» THE INPUT:
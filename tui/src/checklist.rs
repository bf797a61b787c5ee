//! Checklist and history views, rendered with ratatui widgets.

use chrono::{DateTime, Local, Utc};
use ratatui::prelude::*;
use ratatui::widgets::{Block, Borders, Cell, Paragraph, Row, Table, Tabs};

use cafe_manual_core::types::{Task, UpdateEntry};

use crate::app::Tab;


/// Render the tab strip, highlighting `current`.
pub fn render_tabs(frame: &mut Frame, area: Rect, current: Tab) {
    let titles: Vec<&str> = Tab::ALL.iter().map(|t| t.label()).collect();
    let tabs = Tabs::new(titles)
        .select(current.index())
        .style(Style::default().bg(Color::DarkGray))
        .highlight_style(Style::default().fg(Color::Yellow).bold());
    frame.render_widget(tabs, area);
}


/// Render one period's task table with a highlighted selection row.
pub fn render_task_table(
    frame: &mut Frame,
    area: Rect,
    title: &str,
    tasks: &[Task],
    selected: usize,
) {
    let header = Row::new(vec!["", "Task", "Done at"]).style(Style::default().bold());

    let rows: Vec<Row> = tasks
        .iter()
        .enumerate()
        .map(|(i, task)| {
            let style = if i == selected {
                Style::default().bg(Color::DarkGray)
            } else {
                task_style(task)
            };
            Row::new(vec![
                Cell::from(status_symbol(task.completed)),
                Cell::from(task.title.clone()),
                Cell::from(format_completed_at(task.completed_at.as_ref())),
            ])
            .style(style)
        })
        .collect();

    let table = Table::new(
        rows,
        [
            Constraint::Length(3), // check
            Constraint::Fill(1),   // title
            Constraint::Length(12), // done at
        ],
    )
    .header(header)
    .block(Block::default().borders(Borders::ALL).title(title.to_string()));

    frame.render_widget(table, area);
}


/// Render the description of the selected task under the table.
pub fn render_task_detail(frame: &mut Frame, area: Rect, task: Option<&Task>) {
    let text = match task {
        Some(t) => task_detail_text(t),
        None => "No tasks in this period.".into(),
    };
    let paragraph = Paragraph::new(text)
        .block(Block::default().borders(Borders::TOP))
        .wrap(ratatui::widgets::Wrap { trim: true });
    frame.render_widget(paragraph, area);
}


/// Render the update history list, newest first.
pub fn render_history(frame: &mut Frame, area: Rect, entries: &[UpdateEntry]) {
    let rows: Vec<Row> = entries
        .iter()
        .map(|e| {
            Row::new(vec![
                Cell::from(format_local(&e.timestamp, "%m/%d %H:%M")),
                Cell::from(e.message.clone()),
            ])
        })
        .collect();
    let table = Table::new(rows, [Constraint::Length(12), Constraint::Fill(1)])
        .block(Block::default().borders(Borders::ALL).title("Recent updates"));
    frame.render_widget(table, area);
}


/// Description followed by one line per reference image.
fn task_detail_text(task: &Task) -> String {
    let mut lines = Vec::new();
    if !task.description.is_empty() {
        lines.push(task.description.clone());
    }
    for image in task.images() {
        if image.alt.is_empty() {
            lines.push(format!("image: {}", image.path));
        } else {
            lines.push(format!("image: {} ({})", image.path, image.alt));
        }
    }
    lines.join("\n")
}


/// Return the checkbox shown for a task.
fn status_symbol(completed: bool) -> &'static str {
    if completed {
        "[x]"
    } else {
        "[ ]"
    }
}


fn task_style(task: &Task) -> Style {
    if task.completed {
        Style::default().fg(Color::Green)
    } else {
        Style::default()
    }
}


/// One-line daily progress counter.
pub fn format_progress(done: usize, total: usize, edit_mode: bool) -> String {
    let mut text = format!("Today: {}/{} done", done, total);
    if total > 0 && done == total {
        text.push_str("  \u{2714} all clear");
    }
    if edit_mode {
        text.push_str("  [edit mode]");
    }
    text
}


fn format_completed_at(at: Option<&DateTime<Utc>>) -> String {
    match at {
        Some(ts) => format_local(ts, "%m/%d %H:%M"),
        None => "--".into(),
    }
}


fn format_local(ts: &DateTime<Utc>, fmt: &str) -> String {
    ts.with_timezone(&Local).format(fmt).to_string()
}


// ---------------------------------------------------------------------------
// Tests
// ---------------------------------------------------------------------------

» WHAT IS EXPECTED:
Nothing but a number should be given: the count of lines above that hold "Some".

» EXERCISE SOLUTION:
2